> What is needed
Check every line of the entries for the string "rotate" and return the ones that contain it.

> Source material
*** Begin section ***

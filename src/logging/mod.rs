use std::{fmt, fmt::Write as _, thread};

use chrono::{format::DelayedFormat, DateTime, Local};
use crossbeam_channel::{unbounded, Sender};
use once_cell::sync::Lazy;

use crate::config;

pub mod rotate;

static LOGGER: Lazy<Logger> = Lazy::new(|| Logger::new("default"));

/// 累積到這個長度或佇列清空時才寫入檔案
const FLUSH_SIZE: usize = 4096;

#[derive(Debug, Copy, Clone, PartialEq, Eq)]
pub enum Level {
    Debug,
    Info,
    Warn,
    Error,
}

impl fmt::Display for Level {
    fn fmt(&self, f: &mut fmt::Formatter<'_>) -> fmt::Result {
        f.write_str(match self {
            Level::Debug => "DEBUG",
            Level::Info => "INFO",
            Level::Warn => "WARN",
            Level::Error => "ERROR",
        })
    }
}

pub struct LogMessage {
    pub level: Level,
    pub msg: String,
    pub created_at: DateTime<Local>,
}

impl LogMessage {
    pub fn new(level: Level, msg: String) -> Self {
        LogMessage {
            level,
            msg,
            created_at: Local::now(),
        }
    }
}

/// 以名稱區分檔案的非同步日誌，寫檔由背景線程負責
pub struct Logger {
    writer: Sender<LogMessage>,
}

impl Logger {
    pub fn new(log_name: &str) -> Self {
        let settings = &config::SETTINGS.log;
        let fn_pattern = format!("{}/%Y-%m-%d-{}.log", settings.dir, log_name);
        let max_size = settings.max_size_mb * 1024 * 1024;
        let max_age_days = settings.max_age_days;
        let (tx, rx) = unbounded::<LogMessage>();

        // 寫入檔案的操作使用另一個線程處理
        let spawned = thread::Builder::new()
            .name(format!("log-{}", log_name))
            .spawn(move || {
                let mut rotate = rotate::Rotate::with_options(fn_pattern, max_size, max_age_days);
                let mut lines = String::with_capacity(FLUSH_SIZE);

                for received in &rx {
                    if writeln!(
                        &mut lines,
                        "{} {} {}",
                        received.created_at.format("%F %X%.6f"),
                        received.level,
                        received.msg
                    )
                    .is_err()
                    {
                        continue;
                    }

                    if rx.is_empty() || lines.len() >= FLUSH_SIZE {
                        if let Err(why) = rotate.write_msg(received.created_at, lines.as_bytes()) {
                            error_console(format!(
                                "Failed to write to log file. because:{:#?}\r\nmsg:{}",
                                why, lines
                            ));
                        }

                        rotate.flush();
                        lines.clear();
                    }
                }
            });

        if let Err(why) = spawned {
            error_console(format!("Failed to spawn the log writer because {:?}", why));
        }

        Logger { writer: tx }
    }

    pub fn debug(&self, log: String) {
        self.send(Level::Debug, log);
    }

    pub fn info(&self, log: String) {
        self.send(Level::Info, log);
    }

    pub fn warn(&self, log: String) {
        self.send(Level::Warn, log);
    }

    pub fn error(&self, log: String) {
        self.send(Level::Error, log);
    }

    fn send(&self, level: Level, msg: String) {
        if let Err(why) = self.writer.send(LogMessage::new(level, msg)) {
            error_console(why.to_string());
        }
    }
}

pub fn debug_file_async(log: String) {
    LOGGER.debug(log);
}

pub fn info_file_async(log: String) {
    LOGGER.info(log);
}

pub fn warn_file_async(log: String) {
    LOGGER.warn(log);
}

pub fn error_file_async(log: String) {
    LOGGER.error(log);
}

pub fn error_console(log: String) {
    println!(
        "{} Error {}",
        DelayedFormat::to_string(&Local::now().format("%Y-%m-%d %H:%M:%S.%3f")),
        log
    );
}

*** End section ***

> Solution to this task
pub mod rotate;
                let mut rotate = rotate::Rotate::with_options(fn_pattern, max_size, max_age_days);
                        if let Err(why) = rotate.write_msg(received.created_at, lines.as_bytes()) {
                        rotate.flush();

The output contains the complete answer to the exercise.